**Exercise instructions:** Print out every record below, exactly as written.

**Excerpted records:**
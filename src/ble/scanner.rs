//! BLE scanning functionality.
//!
//! Keeps a scan cache of every peripheral seen (last advertisement wins) and
//! forwards named advertisements to the caller.

use futures::stream::StreamExt;
use parking_lot::{Mutex, RwLock};
use std::collections::HashMap;
use std::sync::atomic::{AtomicBool, Ordering};
use std::sync::Arc;
use tokio::sync::broadcast;
use tracing::{debug, info, trace, warn};

use crate::ble::transport::{DiscoveredDevice, PeripheralId, Transport};
use crate::error::Result;

type FoundCallback = Arc<dyn Fn(&DiscoveredDevice) + Send + Sync>;

/// BLE scanner for discovering trackers.
pub struct BleScanner {
    /// Transport performing discovery.
    transport: Arc<dyn Transport>,
    /// Whether scanning is currently active.
    is_scanning: Arc<AtomicBool>,
    /// Scan cache keyed by peripheral identifier.
    discovered: Arc<RwLock<HashMap<PeripheralId, DiscoveredDevice>>>,
    /// Channel for discovery events.
    event_tx: broadcast::Sender<DiscoveredDevice>,
    /// Handle to the scanning task.
    scan_handle: Mutex<Option<tokio::task::JoinHandle<()>>>,
}

impl BleScanner {
    /// Create a new BLE scanner.
    pub fn new(transport: Arc<dyn Transport>, capacity: usize) -> Self {
        let (event_tx, _) = broadcast::channel(capacity.max(1));

        Self {
            transport,
            is_scanning: Arc::new(AtomicBool::new(false)),
            discovered: Arc::new(RwLock::new(HashMap::new())),
            event_tx,
            scan_handle: Mutex::new(None),
        }
    }

    /// Start scanning, forwarding named advertisements to `on_found`.
    ///
    /// A no-op if a scan is already running. Restarting clears the cache.
    pub async fn start_scanning<F>(&self, on_found: F) -> Result<()>
    where
        F: Fn(&DiscoveredDevice) + Send + Sync + 'static,
    {
        if self
            .is_scanning
            .compare_exchange(false, true, Ordering::SeqCst, Ordering::SeqCst)
            .is_err()
        {
            debug!("Already scanning, ignoring start request");
            return Ok(());
        }

        info!("Starting BLE scan");
        self.discovered.write().clear();

        let mut advertisements = match self.transport.start_discovery().await {
            Ok(stream) => stream,
            Err(e) => {
                self.is_scanning.store(false, Ordering::SeqCst);
                return Err(e);
            }
        };

        let on_found: FoundCallback = Arc::new(on_found);
        let is_scanning = self.is_scanning.clone();
        let discovered = self.discovered.clone();
        let event_tx = self.event_tx.clone();

        let handle = tokio::spawn(async move {
            while let Some(device) = advertisements.next().await {
                Self::handle_advertisement(device, &discovered, &event_tx, &on_found);
            }

            warn!("Discovery stream ended, scan stopped");
            is_scanning.store(false, Ordering::SeqCst);
        });

        if let Some(previous) = self.scan_handle.lock().replace(handle) {
            previous.abort();
        }

        Ok(())
    }

    /// Stop scanning. Safe to call when no scan is active.
    pub async fn stop_scanning(&self) -> Result<()> {
        let was_scanning = self.is_scanning.swap(false, Ordering::SeqCst);
        let handle = self.scan_handle.lock().take();

        if let Some(handle) = handle {
            handle.abort();
        }

        if !was_scanning {
            debug!("Not scanning, ignoring stop request");
            return Ok(());
        }

        info!("Stopping BLE scan");
        self.transport.stop_discovery().await
    }

    /// Check if currently scanning.
    pub fn is_scanning(&self) -> bool {
        self.is_scanning.load(Ordering::SeqCst)
    }

    /// Look a device up in the scan cache.
    pub fn cached(&self, id: &PeripheralId) -> Option<DiscoveredDevice> {
        self.discovered.read().get(id).cloned()
    }

    /// Get all devices in the scan cache.
    pub fn discovered_devices(&self) -> HashMap<PeripheralId, DiscoveredDevice> {
        self.discovered.read().clone()
    }

    /// Subscribe to named advertisements.
    pub fn subscribe(&self) -> broadcast::Receiver<DiscoveredDevice> {
        self.event_tx.subscribe()
    }

    fn handle_advertisement(
        device: DiscoveredDevice,
        discovered: &RwLock<HashMap<PeripheralId, DiscoveredDevice>>,
        event_tx: &broadcast::Sender<DiscoveredDevice>,
        on_found: &FoundCallback,
    ) {
        trace!("Advertisement from {} (rssi {:?})", device.id, device.rssi);

        discovered.write().insert(device.id.clone(), device.clone());

        if !device.is_named() {
            return;
        }

        on_found(&device);
        let _ = event_tx.send(device);
    }
}

impl Drop for BleScanner {
    fn drop(&mut self) {
        self.is_scanning.store(false, Ordering::SeqCst);
        if let Some(handle) = self.scan_handle.get_mut().take() {
            handle.abort();
        }
    }
}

**Written answer:**
filename src/ble/scanner.rs
//! BLE scanning functionality.
//!
//! Keeps a scan cache of every peripheral seen (last advertisement wins) and
//! forwards named advertisements to the caller.

use futures::stream::StreamExt;
use parking_lot::{Mutex, RwLock};
use std::collections::HashMap;
use std::sync::atomic::{AtomicBool, Ordering};
use std::sync::Arc;
use tokio::sync::broadcast;
use tracing::{debug, info, trace, warn};

use crate::ble::transport::{DiscoveredDevice, PeripheralId, Transport};
use crate::error::Result;

type FoundCallback = Arc<dyn Fn(&DiscoveredDevice) + Send + Sync>;

/// BLE scanner for discovering trackers.
pub struct BleScanner {
    /// Transport performing discovery.
    transport: Arc<dyn Transport>,
    /// Whether scanning is currently active.
    is_scanning: Arc<AtomicBool>,
    /// Scan cache keyed by peripheral identifier.
    discovered: Arc<RwLock<HashMap<PeripheralId, DiscoveredDevice>>>,
    /// Channel for discovery events.
    event_tx: broadcast::Sender<DiscoveredDevice>,
    /// Handle to the scanning task.
    scan_handle: Mutex<Option<tokio::task::JoinHandle<()>>>,
}

impl BleScanner {
    /// Create a new BLE scanner.
    pub fn new(transport: Arc<dyn Transport>, capacity: usize) -> Self {
        let (event_tx, _) = broadcast::channel(capacity.max(1));

        Self {
            transport,
            is_scanning: Arc::new(AtomicBool::new(false)),
            discovered: Arc::new(RwLock::new(HashMap::new())),
            event_tx,
            scan_handle: Mutex::new(None),
        }
    }

    /// Start scanning, forwarding named advertisements to `on_found`.
    ///
    /// A no-op if a scan is already running. Restarting clears the cache.
    pub async fn start_scanning<F>(&self, on_found: F) -> Result<()>
    where
        F: Fn(&DiscoveredDevice) + Send + Sync + 'static,
    {
        if self
            .is_scanning
            .compare_exchange(false, true, Ordering::SeqCst, Ordering::SeqCst)
            .is_err()
        {
            debug!("Already scanning, ignoring start request");
            return Ok(());
        }

        info!("Starting BLE scan");
        self.discovered.write().clear();

        let mut advertisements = match self.transport.start_discovery().await {
            Ok(stream) => stream,
            Err(e) => {
                self.is_scanning.store(false, Ordering::SeqCst);
                return Err(e);
            }
        };

        let on_found: FoundCallback = Arc::new(on_found);
        let is_scanning = self.is_scanning.clone();
        let discovered = self.discovered.clone();
        let event_tx = self.event_tx.clone();

        let handle = tokio::spawn(async move {
            while let Some(device) = advertisements.next().await {
                Self::handle_advertisement(device, &discovered, &event_tx, &on_found);
            }

            warn!("Discovery stream ended, scan stopped");
            is_scanning.store(false, Ordering::SeqCst);
        });

        if let Some(previous) = self.scan_handle.lock().replace(handle) {
            previous.abort();
        }

        Ok(())
    }

    /// Stop scanning. Safe to call when no scan is active.
    pub async fn stop_scanning(&self) -> Result<()> {
        let was_scanning = self.is_scanning.swap(false, Ordering::SeqCst);
        let handle = self.scan_handle.lock().take();

        if let Some(handle) = handle {
            handle.abort();
        }

        if !was_scanning {
            debug!("Not scanning, ignoring stop request");
            return Ok(());
        }

        info!("Stopping BLE scan");
        self.transport.stop_discovery().await
    }

    /// Check if currently scanning.
    pub fn is_scanning(&self) -> bool {
        self.is_scanning.load(Ordering::SeqCst)
    }

    /// Look a device up in the scan cache.
    pub fn cached(&self, id: &PeripheralId) -> Option<DiscoveredDevice> {
        self.discovered.read().get(id).cloned()
    }

    /// Get all devices in the scan cache.
    pub fn discovered_devices(&self) -> HashMap<PeripheralId, DiscoveredDevice> {
        self.discovered.read().clone()
    }

    /// Subscribe to named advertisements.
    pub fn subscribe(&self) -> broadcast::Receiver<DiscoveredDevice> {
        self.event_tx.subscribe()
    }

    fn handle_advertisement(
        device: DiscoveredDevice,
        discovered: &RwLock<HashMap<PeripheralId, DiscoveredDevice>>,
        event_tx: &broadcast::Sender<DiscoveredDevice>,
        on_found: &FoundCallback,
    ) {
        trace!("Advertisement from {} (rssi {:?})", device.id, device.rssi);

        discovered.write().insert(device.id.clone(), device.clone());

        if !device.is_named() {
            return;
        }

        on_found(&device);
        let _ = event_tx.send(device);
    }
}

impl Drop for BleScanner {
    fn drop(&mut self) {
        self.is_scanning.store(false, Ordering::SeqCst);
        if let Some(handle) = self.scan_handle.get_mut().take() {
            handle.abort();
        }
    }
}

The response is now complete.